Michelangelo. Zeichnungen und Zuschreibungen

Die Graphische Sammlung im Städel Museum zeigt vom 6. März bis 7. Juni 2009 eine Ausstellung, die sich an dem besonders umstrittenen Beispiel von Michelangelo Buonarroti (1475–1564) mit der Frage der Zuschreibung von Altmeisterzeichnungen beschäftigt. Michelangelo hat neben seinen weltberühmten Skulpturen, Fresken und Bauwerken eine große Anzahl von Zeichnungen geschaffen, die zu seinen Lebzeiten sehr bewundert wurden. Da er sie nie signiert hat und viele kurz vor seinem Tod verbrannte, ist heute bei vielen erhaltenen Blättern nicht einfach zu bestimmen, ob sie tatsächlich eigenhändig sind oder ob es sich um Kopien oder Nachahmungen anderer Künstler handelt.

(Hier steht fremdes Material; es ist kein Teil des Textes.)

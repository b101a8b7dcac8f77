//! 后端能力契约模块：所有引擎（云端、本地、自定义端点）统一实现的接口。
//!
//! # Backend Capability Contract
//!
//! Every engine the orchestrator can reach implements [`Backend`]. The
//! orchestrator never branches on which concrete adapter it holds; adding a
//! new variant means implementing this trait, nothing else.
//!
//! | Adapter | Description |
//! |---------|-------------|
//! | [`HttpBackend`] | JSON-over-HTTP endpoint (chat, completion, or raw body shape) |
//! | [`ScriptedBackend`] | In-process backend with scripted outcomes and latency |
//!
//! [`BackendFactory`] turns a [`BackendConfig`] into an `Arc<dyn Backend>`.

mod http;
mod scripted;

pub use http::HttpBackend;
pub use scripted::{ScriptedBackend, ScriptedOutcome};

use crate::types::{BackendConfig, BackendResponse, CostClass, Request};
use crate::{Error, ErrorContext, Result};
use async_trait::async_trait;
use serde::{Deserialize, Serialize};
use std::collections::HashSet;
use std::sync::Arc;

/// What a backend can take and what it costs.
#[derive(Debug, Clone, Copy, PartialEq, Eq, Serialize, Deserialize)]
pub struct BackendCapabilities {
    /// Context window in tokens, when known.
    pub max_context_size: Option<u32>,
    pub supports_streaming: bool,
    pub cost_class: CostClass,
}

impl BackendCapabilities {
    pub fn from_config(cfg: &BackendConfig) -> Self {
        Self {
            max_context_size: cfg.context_window,
            supports_streaming: cfg.supports_streaming,
            cost_class: cfg.cost_class,
        }
    }

    /// Whether the request's estimated size fits the context window.
    pub fn fits(&self, request: &Request) -> bool {
        match self.max_context_size {
            Some(max) => request.estimated_tokens() <= max as usize,
            None => true,
        }
    }
}

#[async_trait]
pub trait Backend: Send + Sync {
    /// Identity used for breakers, result slots and logs.
    fn name(&self) -> &str;

    fn config(&self) -> &BackendConfig;

    /// One call. Failures carry an [`crate::error_code::ErrorCode`] through
    /// [`Error::code`].
    async fn execute(&self, request: &Request) -> Result<BackendResponse>;

    /// Cheap reachability probe used to pre-filter a batch.
    async fn is_available(&self) -> bool;

    fn capabilities(&self) -> BackendCapabilities {
        BackendCapabilities::from_config(self.config())
    }
}

/// Builds adapters from configuration.
pub struct BackendFactory;

impl BackendFactory {
    pub fn from_config(cfg: BackendConfig) -> Result<Arc<dyn Backend>> {
        cfg.validate()?;
        if cfg.endpoint.is_none() {
            return Err(Error::configuration_with_context(
                format!("backend '{}' has no endpoint", cfg.name),
                ErrorContext::new()
                    .with_field_path(format!("backend.{}.endpoint", cfg.name))
                    .with_source("backend_factory"),
            ));
        }
        Ok(Arc::new(HttpBackend::new(cfg)?))
    }

    /// Build every backend, rejecting duplicate names.
    pub fn from_configs(cfgs: Vec<BackendConfig>) -> Result<Vec<Arc<dyn Backend>>> {
        let mut seen = HashSet::new();
        let mut out = Vec::with_capacity(cfgs.len());
        for cfg in cfgs {
            if !seen.insert(cfg.name.clone()) {
                return Err(Error::configuration_with_context(
                    format!("duplicate backend name '{}'", cfg.name),
                    ErrorContext::new()
                        .with_field_path("backends")
                        .with_source("backend_factory"),
                ));
            }
            out.push(Self::from_config(cfg)?);
        }
        Ok(out)
    }
}

#[cfg(test)]
mod tests {
    use super::*;

    #[test]
    fn test_capabilities_fit() {
        let caps = BackendCapabilities::from_config(&BackendConfig::new("a").with_context_window(2));
        assert!(caps.fits(&Request::new("abcd")));
        assert!(!caps.fits(&Request::new("abcdefghijkl")));
        let unbounded = BackendCapabilities::from_config(&BackendConfig::new("b"));
        assert!(unbounded.fits(&Request::new("x".repeat(10_000))));
    }

    #[test]
    fn test_factory_requires_endpoint() {
        assert!(BackendFactory::from_config(BackendConfig::new("a")).is_err());
        let built = BackendFactory::from_config(
            BackendConfig::new("a").with_endpoint("http://localhost:9/v1/chat/completions"),
        )
        .unwrap();
        assert_eq!(built.name(), "a");
    }

    #[test]
    fn test_factory_rejects_duplicates() {
        let cfgs = vec![
            BackendConfig::new("a").with_endpoint("http://localhost:9/x"),
            BackendConfig::new("a").with_endpoint("http://localhost:9/y"),
        ];
        assert!(matches!(
            BackendFactory::from_configs(cfgs),
            Err(Error::Configuration { .. })
        ));
    }
}
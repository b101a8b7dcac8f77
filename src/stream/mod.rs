//! 分块处理模块：将大型内存集合切分为固定大小的块，在并发上限内处理，支持分页与流式消费。
//!
//! # Chunked Stream/Page Processor
//!
//! Splits a collection into fixed-size chunks and processes them under a
//! concurrency bound. Two consumption modes:
//!
//! - **Paginated**: [`ChunkProcessor::page`] by number, or
//!   [`ChunkProcessor::page_after`] with an opaque [`PageCursor`].
//! - **Streaming**: [`ChunkProcessor::stream`] yields one [`ChunkOutcome`]
//!   per chunk, in chunk order, lazily. Calling it again restarts from the
//!   first chunk.
//!
//! A failing chunk is recorded as a [`ChunkError`] and the run continues.
//!
//! ## Example
//!
//! ```rust
//! use ai_lib_fanout::stream::ChunkProcessor;
//!
//! # async fn demo() -> ai_lib_fanout::Result<()> {
//! let lines: Vec<String> = (0..1_000).map(|i| format!("line {}", i)).collect();
//! let processor = ChunkProcessor::new(lines, 100)?.with_concurrency(4);
//! let report = processor
//!     .process_all(|chunk| async move { Ok(chunk.items.iter().filter(|l| l.ends_with('7')).count()) })
//!     .await;
//! assert_eq!(report.outputs.iter().sum::<usize>(), 100);
//! assert_eq!(report.metrics.chunks_processed, 10);
//! # Ok(())
//! # }
//! ```

use crate::admission::AdmissionController;
use crate::error_code::ErrorCode;
use crate::{Error, ErrorContext, Result};
use futures::stream::{self, Stream, StreamExt};
use serde::Serialize;
use std::future::Future;
use std::mem;
use std::sync::atomic::{AtomicUsize, Ordering};
use std::sync::{Arc, Mutex};
use tokio::time::Instant;
use tracing::{debug, warn};

/// One fixed-size slice of the collection.
#[derive(Debug)]
pub struct Chunk<'a, T> {
    pub index: usize,
    /// Position of the first item in the whole collection.
    pub offset: usize,
    pub items: &'a [T],
}

impl<T> Clone for Chunk<'_, T> {
    fn clone(&self) -> Self {
        *self
    }
}

impl<T> Copy for Chunk<'_, T> {}

/// Why a chunk produced no output.
///
/// `code` is [`ErrorCode::ChunkFailed`] when the work itself failed and
/// [`ErrorCode::AdmissionTimeout`] when the chunk never got a permit.
#[derive(Debug, Clone, PartialEq, Eq, Serialize, thiserror::Error)]
#[error("chunk {index} failed: {message}")]
pub struct ChunkError {
    pub index: usize,
    pub code: ErrorCode,
    pub message: String,
}

#[derive(Debug)]
pub struct ChunkOutcome<R> {
    pub index: usize,
    pub items: usize,
    pub result: std::result::Result<R, ChunkError>,
}

#[derive(Debug, Clone, Default, PartialEq, Serialize)]
pub struct ProcessingMetrics {
    pub items_total: usize,
    pub items_processed: usize,
    pub chunks_total: usize,
    pub chunks_processed: usize,
    pub chunks_failed: usize,
    pub peak_in_flight_chunks: usize,
    /// Peak in-flight items times the item size; payload behind pointers
    /// is not counted.
    pub peak_memory_bytes: usize,
    pub elapsed_ms: u64,
    pub errors: Vec<ChunkError>,
}

/// Ordered results of [`ChunkProcessor::process_all`].
#[derive(Debug)]
pub struct ProcessingReport<R> {
    /// Outputs of successful chunks, in chunk order.
    pub outputs: Vec<R>,
    pub errors: Vec<ChunkError>,
    pub metrics: ProcessingMetrics,
}

impl<R> ProcessingReport<R> {
    pub fn is_clean(&self) -> bool {
        self.errors.is_empty()
    }
}

/// Opaque resume point for cursor paging.
#[derive(Debug, Clone, Copy, PartialEq, Eq, Hash)]
pub struct PageCursor {
    offset: usize,
}

impl PageCursor {
    pub fn token(&self) -> String {
        format!("o{:x}", self.offset)
    }

    pub fn from_token(token: &str) -> Result<Self> {
        token
            .strip_prefix('o')
            .and_then(|hex| usize::from_str_radix(hex, 16).ok())
            .map(|offset| Self { offset })
            .ok_or_else(|| {
                Error::validation_with_context(
                    "malformed page cursor",
                    ErrorContext::new()
                        .with_field_path("cursor")
                        .with_details(token.to_string()),
                )
            })
    }
}

#[derive(Debug)]
pub struct Page<'a, T> {
    /// 0-based page number; for cursor pages, the offset divided by size.
    pub number: usize,
    pub size: usize,
    pub items: &'a [T],
    pub total_items: usize,
    pub total_pages: usize,
    pub next_cursor: Option<PageCursor>,
}

impl<T> Page<'_, T> {
    pub fn has_next(&self) -> bool {
        self.next_cursor.is_some()
    }
}

struct RunRecorder {
    metrics: Mutex<ProcessingMetrics>,
    in_flight_chunks: AtomicUsize,
    in_flight_items: AtomicUsize,
    item_bytes: usize,
    started: Instant,
}

impl RunRecorder {
    fn new(items_total: usize, chunks_total: usize, item_bytes: usize) -> Self {
        Self {
            metrics: Mutex::new(ProcessingMetrics {
                items_total,
                chunks_total,
                ..Default::default()
            }),
            in_flight_chunks: AtomicUsize::new(0),
            in_flight_items: AtomicUsize::new(0),
            item_bytes,
            started: Instant::now(),
        }
    }

    fn lock(&self) -> std::sync::MutexGuard<'_, ProcessingMetrics> {
        self.metrics.lock().unwrap_or_else(|e| e.into_inner())
    }

    fn enter(&self, items: usize) {
        let chunks = self.in_flight_chunks.fetch_add(1, Ordering::SeqCst) + 1;
        let live = self.in_flight_items.fetch_add(items, Ordering::SeqCst) + items;
        let mut m = self.lock();
        m.peak_in_flight_chunks = m.peak_in_flight_chunks.max(chunks);
        m.peak_memory_bytes = m.peak_memory_bytes.max(live * self.item_bytes);
    }

    fn exit(&self, items: usize, failure: Option<ChunkError>) {
        self.in_flight_chunks.fetch_sub(1, Ordering::SeqCst);
        self.in_flight_items.fetch_sub(items, Ordering::SeqCst);
        let mut m = self.lock();
        match failure {
            None => {
                m.chunks_processed += 1;
                m.items_processed += items;
            }
            Some(err) => {
                m.chunks_failed += 1;
                m.errors.push(err);
            }
        }
        m.elapsed_ms = self.started.elapsed().as_millis() as u64;
    }

    /// Failure before the chunk started running.
    fn reject(&self, err: ChunkError) {
        let mut m = self.lock();
        m.chunks_failed += 1;
        m.errors.push(err);
        m.elapsed_ms = self.started.elapsed().as_millis() as u64;
    }

    fn snapshot(&self) -> ProcessingMetrics {
        self.lock().clone()
    }
}

fn chunk_error(index: usize, code: ErrorCode, err: &Error) -> ChunkError {
    warn!(chunk = index, code = code.code(), error = %err, "chunk failed");
    ChunkError {
        index,
        code,
        message: err.to_string(),
    }
}

/// Chunked, concurrency-bounded processor over an owned collection.
pub struct ChunkProcessor<T> {
    items: Vec<T>,
    chunk_size: usize,
    concurrency: usize,
    admission: Option<AdmissionController>,
    last_run: Mutex<Option<Arc<RunRecorder>>>,
}

impl<T> ChunkProcessor<T> {
    pub fn new(items: Vec<T>, chunk_size: usize) -> Result<Self> {
        if chunk_size == 0 {
            return Err(Error::configuration_with_context(
                "chunk size must be at least 1",
                ErrorContext::new()
                    .with_field_path("chunk_size")
                    .with_source("chunk_processor"),
            ));
        }
        Ok(Self {
            items,
            chunk_size,
            concurrency: 1,
            admission: None,
            last_run: Mutex::new(None),
        })
    }

    /// Chunks processed at once (at least 1).
    pub fn with_concurrency(mut self, n: usize) -> Self {
        self.concurrency = n.max(1);
        self
    }

    /// Also take a permit from a shared gate for every chunk, so chunk work
    /// competes with other admitted work.
    pub fn with_admission(mut self, controller: AdmissionController) -> Self {
        self.admission = Some(controller);
        self
    }

    pub fn len(&self) -> usize {
        self.items.len()
    }

    pub fn is_empty(&self) -> bool {
        self.items.is_empty()
    }

    pub fn chunk_size(&self) -> usize {
        self.chunk_size
    }

    pub fn chunk_count(&self) -> usize {
        self.items.len().div_ceil(self.chunk_size)
    }

    /// Lazy, finite pass over the chunks; each call starts from the first.
    pub fn chunks(&self) -> impl Iterator<Item = Chunk<'_, T>> + '_ {
        let size = self.chunk_size;
        self.items
            .chunks(size)
            .enumerate()
            .map(move |(index, items)| Chunk {
                index,
                offset: index * size,
                items,
            })
    }

    fn slice_page(&self, offset: usize, size: usize) -> Result<Page<'_, T>> {
        if size == 0 {
            return Err(Error::validation_with_context(
                "page size must be at least 1",
                ErrorContext::new().with_field_path("size"),
            ));
        }
        let total = self.items.len();
        let start = offset.min(total);
        let end = start.saturating_add(size).min(total);
        Ok(Page {
            number: start / size,
            size,
            items: &self.items[start..end],
            total_items: total,
            total_pages: total.div_ceil(size),
            next_cursor: (end < total).then_some(PageCursor { offset: end }),
        })
    }

    /// Page `number` (0-based) of `size` items. Past the end yields an
    /// empty page.
    pub fn page(&self, number: usize, size: usize) -> Result<Page<'_, T>> {
        self.slice_page(number.saturating_mul(size), size)
    }

    /// The page starting at `cursor`, or the first page when `None`.
    pub fn page_after(&self, cursor: Option<&PageCursor>, size: usize) -> Result<Page<'_, T>> {
        self.slice_page(cursor.map(|c| c.offset).unwrap_or(0), size)
    }

    /// Metrics of the current or most recent processing run.
    pub fn metrics(&self) -> ProcessingMetrics {
        self.last_run
            .lock()
            .unwrap_or_else(|e| e.into_inner())
            .as_ref()
            .map(|r| r.snapshot())
            .unwrap_or_else(|| ProcessingMetrics {
                items_total: self.items.len(),
                chunks_total: self.chunk_count(),
                ..Default::default()
            })
    }

    fn begin_run(&self) -> Arc<RunRecorder> {
        let recorder = Arc::new(RunRecorder::new(
            self.items.len(),
            self.chunk_count(),
            mem::size_of::<T>(),
        ));
        *self.last_run.lock().unwrap_or_else(|e| e.into_inner()) = Some(recorder.clone());
        recorder
    }

    /// Process every chunk with `f`, yielding outcomes in chunk order.
    ///
    /// At most `concurrency` chunks run at once. Nothing runs until the
    /// stream is polled.
    pub fn stream<'a, F, Fut, R>(&'a self, f: F) -> impl Stream<Item = ChunkOutcome<R>> + 'a
    where
        F: Fn(Chunk<'a, T>) -> Fut + 'a,
        Fut: Future<Output = Result<R>> + 'a,
        R: 'a,
    {
        let recorder = self.begin_run();
        debug!(
            items = self.items.len(),
            chunks = self.chunk_count(),
            concurrency = self.concurrency,
            "chunk run started"
        );
        let admission = self.admission.clone();
        stream::iter(self.chunks())
            .map(move |chunk| {
                let index = chunk.index;
                let len = chunk.items.len();
                let rec = recorder.clone();
                let admission = admission.clone();
                let work = f(chunk);
                async move {
                    let _permit = match admission {
                        Some(ref gate) => match gate.acquire(None).await {
                            Ok(p) => Some(p),
                            Err(e) => {
                                let err = chunk_error(index, ErrorCode::AdmissionTimeout, &e);
                                rec.reject(err.clone());
                                return ChunkOutcome {
                                    index,
                                    items: len,
                                    result: Err(err),
                                };
                            }
                        },
                        None => None,
                    };
                    rec.enter(len);
                    let result = match work.await {
                        Ok(value) => {
                            rec.exit(len, None);
                            Ok(value)
                        }
                        Err(e) => {
                            let err = chunk_error(index, ErrorCode::ChunkFailed, &e);
                            rec.exit(len, Some(err.clone()));
                            Err(err)
                        }
                    };
                    ChunkOutcome {
                        index,
                        items: len,
                        result,
                    }
                }
            })
            .buffered(self.concurrency)
    }

    /// Run every chunk and collect successful outputs in chunk order.
    pub async fn process_all<'a, F, Fut, R>(&'a self, f: F) -> ProcessingReport<R>
    where
        F: Fn(Chunk<'a, T>) -> Fut + 'a,
        Fut: Future<Output = Result<R>> + 'a,
        R: 'a,
    {
        let outcomes: Vec<ChunkOutcome<R>> = self.stream(f).collect().await;
        let mut outputs = Vec::with_capacity(outcomes.len());
        let mut errors = Vec::new();
        for outcome in outcomes {
            match outcome.result {
                Ok(v) => outputs.push(v),
                Err(e) => errors.push(e),
            }
        }
        let metrics = self.metrics();
        debug!(
            chunks = metrics.chunks_processed,
            failed = metrics.chunks_failed,
            elapsed_ms = metrics.elapsed_ms,
            "chunk run finished"
        );
        ProcessingReport {
            outputs,
            errors,
            metrics,
        }
    }
}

Anlass für die Ausstellung bildet eine Zeichnung in der Graphischen Sammlung des Städel Museums, deren Zuschreibung an Michelangelo in der Vergangenheit kontrovers diskutiert wurde. Zuletzt wurde sie von einigen Experten erneut Michelangelo zugeschrieben. Anhand ausgewählter Beispiele – darunter kostbare Leihgaben aus den Sammlungen des British Museum, London, der Royal Collection, Windsor, der Casa Buonarroti, Florenz – bietet die Ausstellung verschiedene Möglichkeiten des unmittelbaren visuellen Vergleichs, um den Besuchern Gelegenheit zu einer eigenen Auseinandersetzung mit dieser Frage vor originalen Werken zu geben.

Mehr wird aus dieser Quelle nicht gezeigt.